Collected data
-=-=-

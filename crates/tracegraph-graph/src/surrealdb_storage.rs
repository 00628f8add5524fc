use std::sync::Arc;

use async_trait::async_trait;
use secrecy::ExposeSecret;
use serde::{Deserialize, Serialize};
use serde_json::Value as JsonValue;
use surrealdb::{engine::any::Any, opt::auth::Root, Error as SurrealError, RecordId, Surreal};
use tokio::sync::Mutex;
use tracegraph_core::{
    raw_start_time, raw_trace_id, DependencyGraph, EdgeStats, GraphStore, RawTraceStore, Result,
    SurrealDbConfig, SyncStateStore, TraceGraphError, TraceSource,
};
use tracing::{debug, info};

/// Property-graph persistence on SurrealDB.
///
/// `service` records are keyed by service name; `calls` relation records are
/// keyed by `source|target` and carry the accumulated edge statistics. Raw
/// traces and the sync cursor live in the same database.
#[derive(Clone)]
pub struct SurrealDbGraphStore {
    db: Arc<Surreal<Any>>,
    write_lock: Arc<Mutex<()>>,
}

#[derive(Debug, Serialize)]
struct CallsRecord {
    id: RecordId,
    #[serde(rename = "in")]
    source: RecordId,
    #[serde(rename = "out")]
    target: RecordId,
    weight: u64,
    latency_sum: u64,
    error_count: u64,
}

#[derive(Debug, Deserialize)]
struct PersistedCall {
    source: String,
    target: String,
    weight: u64,
    latency_sum: u64,
    error_count: u64,
}

#[derive(Debug, Deserialize)]
struct PersistedService {
    name: String,
}

#[derive(Debug, Deserialize)]
struct PersistedTrace {
    payload: JsonValue,
}

impl SurrealDbGraphStore {
    pub async fn connect(config: &SurrealDbConfig) -> Result<Self> {
        info!(
            "Initializing SurrealDB graph store with connection: {}",
            config.connection
        );

        let db: Surreal<Any> = Surreal::init();
        db.connect(&config.connection)
            .await
            .map_err(|e| TraceGraphError::Store(format!("Failed to connect: {}", e)))?;

        if let (Some(username), Some(password)) = (&config.username, &config.password) {
            db.signin(Root {
                username,
                password: password.expose_secret(),
            })
            .await
            .map_err(|e| TraceGraphError::Store(format!("Authentication failed: {}", e)))?;
        }

        db.use_ns(&config.namespace)
            .use_db(&config.database)
            .await
            .map_err(|e| {
                TraceGraphError::Store(format!("Failed to select namespace/database: {}", e))
            })?;

        let store = Self {
            db: Arc::new(db),
            write_lock: Arc::new(Mutex::new(())),
        };
        store.initialize_schema().await?;

        info!("SurrealDB graph store initialized successfully");
        Ok(store)
    }

    async fn initialize_schema(&self) -> Result<()> {
        self.db
            .query(SCHEMA)
            .await
            .and_then(|response| response.check())
            .map_err(|e| {
                TraceGraphError::Store(format!(
                    "Failed to define schema: {}",
                    truncate_surreal_error(&e)
                ))
            })?;
        Ok(())
    }

    fn calls_id(source: &str, target: &str) -> RecordId {
        RecordId::from_table_key("calls", format!("{source}|{target}"))
    }

    fn service_id(name: &str) -> RecordId {
        RecordId::from_table_key("service", name)
    }
}

#[async_trait]
impl GraphStore for SurrealDbGraphStore {
    async fn merge(&self, delta: &DependencyGraph) -> Result<()> {
        if delta.is_empty() {
            return Ok(());
        }

        let services: Vec<String> = delta.services().map(str::to_string).collect();
        let mut edge_ids = Vec::with_capacity(delta.edge_count());
        let edges: Vec<CallsRecord> = delta
            .edges()
            .map(|(source, target, stats)| {
                let id = Self::calls_id(source, target);
                edge_ids.push(id.clone());
                CallsRecord {
                    id,
                    source: Self::service_id(source),
                    target: Self::service_id(target),
                    weight: stats.weight,
                    latency_sum: stats.latency_sum,
                    error_count: stats.error_count,
                }
            })
            .collect();
        let edge_count = edges.len();

        let _guard = self.write_lock.lock().await;
        self.db
            .query(MERGE_QUERY)
            .bind(("services", services))
            .bind(("edges", edges))
            .bind(("edge_ids", edge_ids))
            .await
            .and_then(|response| response.check())
            .map_err(|e| {
                TraceGraphError::Store(format!(
                    "Failed to merge delta graph ({} edges): {}",
                    edge_count,
                    truncate_surreal_error(&e)
                ))
            })?;

        debug!("Merged {} edges into SurrealDB", edge_count);
        Ok(())
    }

    async fn fetch_all(&self) -> Result<DependencyGraph> {
        let mut response = self
            .db
            .query(FETCH_SERVICES_QUERY)
            .query(FETCH_CALLS_QUERY)
            .await
            .map_err(|e| {
                TraceGraphError::Store(format!(
                    "Failed to fetch graph: {}",
                    truncate_surreal_error(&e)
                ))
            })?;

        let services: Vec<PersistedService> = response.take(0).map_err(|e| {
            TraceGraphError::Store(format!("Failed to read services: {}", e))
        })?;
        let calls: Vec<PersistedCall> = response
            .take(1)
            .map_err(|e| TraceGraphError::Store(format!("Failed to read calls: {}", e)))?;

        let mut graph = DependencyGraph::new();
        for service in &services {
            graph.add_service(&service.name);
        }
        for call in &calls {
            graph.add_edge_stats(
                &call.source,
                &call.target,
                EdgeStats::new(call.weight, call.latency_sum, call.error_count),
            );
        }
        graph.recompute_degrees();

        debug!(
            "Fetched {} services / {} calls from SurrealDB",
            graph.node_count(),
            graph.edge_count()
        );
        Ok(graph)
    }
}

#[async_trait]
impl RawTraceStore for SurrealDbGraphStore {
    async fn insert(&self, trace: &JsonValue) -> Result<()> {
        let trace_id = raw_trace_id(trace).map(str::to_string);
        let start_time = raw_start_time(trace);

        let query = match trace_id {
            Some(_) => UPSERT_TRACE_QUERY,
            None => CREATE_TRACE_QUERY,
        };
        self.db
            .query(query)
            .bind(("trace_id", trace_id.unwrap_or_default()))
            .bind(("start_time", start_time))
            .bind(("payload", trace.clone()))
            .await
            .and_then(|response| response.check())
            .map_err(|e| {
                TraceGraphError::Store(format!(
                    "Failed to store trace: {}",
                    truncate_surreal_error(&e)
                ))
            })?;
        Ok(())
    }
}

#[async_trait]
impl TraceSource for SurrealDbGraphStore {
    async fn list_traces_since(&self, timestamp: i64) -> Result<Vec<JsonValue>> {
        let rows: Vec<PersistedTrace> = self
            .db
            .query(LIST_TRACES_QUERY)
            .bind(("since", timestamp))
            .await
            .map_err(|e| {
                TraceGraphError::Store(format!(
                    "Failed to list traces: {}",
                    truncate_surreal_error(&e)
                ))
            })?
            .take(0)
            .map_err(|e| TraceGraphError::Store(format!("Failed to read traces: {}", e)))?;

        Ok(rows.into_iter().map(|row| row.payload).collect())
    }
}

#[async_trait]
impl SyncStateStore for SurrealDbGraphStore {
    async fn load_cursor(&self) -> Result<Option<i64>> {
        let cursor: Option<i64> = self
            .db
            .query(LOAD_CURSOR_QUERY)
            .await
            .map_err(|e| TraceGraphError::Store(format!("Failed to load cursor: {}", e)))?
            .take(0)
            .map_err(|e| TraceGraphError::Store(format!("Failed to read cursor: {}", e)))?;
        Ok(cursor)
    }

    async fn save_cursor(&self, timestamp: i64) -> Result<()> {
        self.db
            .query(SAVE_CURSOR_QUERY)
            .bind(("ts", timestamp))
            .await
            .and_then(|response| response.check())
            .map_err(|e| TraceGraphError::Store(format!("Failed to save cursor: {}", e)))?;
        Ok(())
    }
}

const SCHEMA: &str = r#"
DEFINE TABLE IF NOT EXISTS service SCHEMALESS;
DEFINE TABLE IF NOT EXISTS calls TYPE RELATION SCHEMALESS;
DEFINE TABLE IF NOT EXISTS trace SCHEMALESS;
DEFINE INDEX IF NOT EXISTS idx_trace_start ON TABLE trace COLUMNS start_time;
DEFINE TABLE IF NOT EXISTS sync_state SCHEMALESS;
"#;

const MERGE_QUERY: &str = r#"
BEGIN TRANSACTION;
FOR $name IN $services {
    UPSERT type::thing('service', $name) SET name = $name;
};
INSERT RELATION INTO calls $edges ON DUPLICATE KEY UPDATE
    weight += $input.weight,
    latency_sum += $input.latency_sum,
    error_count += $input.error_count;
UPDATE $edge_ids SET avg_latency = <float> latency_sum / <float> weight WHERE weight > 0;
COMMIT TRANSACTION;
"#;

const FETCH_SERVICES_QUERY: &str = "SELECT name FROM service;";

const FETCH_CALLS_QUERY: &str = r#"
SELECT in.name AS source, out.name AS target, weight, latency_sum, error_count FROM calls;
"#;

const UPSERT_TRACE_QUERY: &str = r#"
UPSERT type::thing('trace', $trace_id) CONTENT {
    trace_id: $trace_id,
    start_time: $start_time,
    payload: $payload
};
"#;

const CREATE_TRACE_QUERY: &str = r#"
CREATE trace CONTENT { start_time: $start_time, payload: $payload };
"#;

const LIST_TRACES_QUERY: &str = r#"
SELECT payload, start_time FROM trace WHERE start_time > $since ORDER BY start_time ASC;
"#;

const LOAD_CURSOR_QUERY: &str = "SELECT VALUE last_sync_timestamp FROM ONLY sync_state:cursor;";

const SAVE_CURSOR_QUERY: &str = "UPSERT sync_state:cursor SET last_sync_timestamp = $ts;";

fn truncate_surreal_error(e: &SurrealError) -> String {
    const MAX_LEN: usize = 512;
    let mut msg = e.to_string();
    if msg.len() > MAX_LEN {
        let mut cut = MAX_LEN;
        while !msg.is_char_boundary(cut) {
            cut -= 1;
        }
        msg.truncate(cut);
        msg.push('…');
    }
    msg
}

-=-=-

• DESCRIPTION OF THE TASK: Return every line from the entries above that contains the word "payload".

• TASK ANSWER:
    payload: JsonValue,
            .bind(("payload", trace.clone()))
        Ok(rows.into_iter().map(|row| row.payload).collect())
    payload: $payload
CREATE trace CONTENT { start_time: $start_time, payload: $payload };
SELECT payload, start_time FROM trace WHERE start_time > $since ORDER BY start_time ASC;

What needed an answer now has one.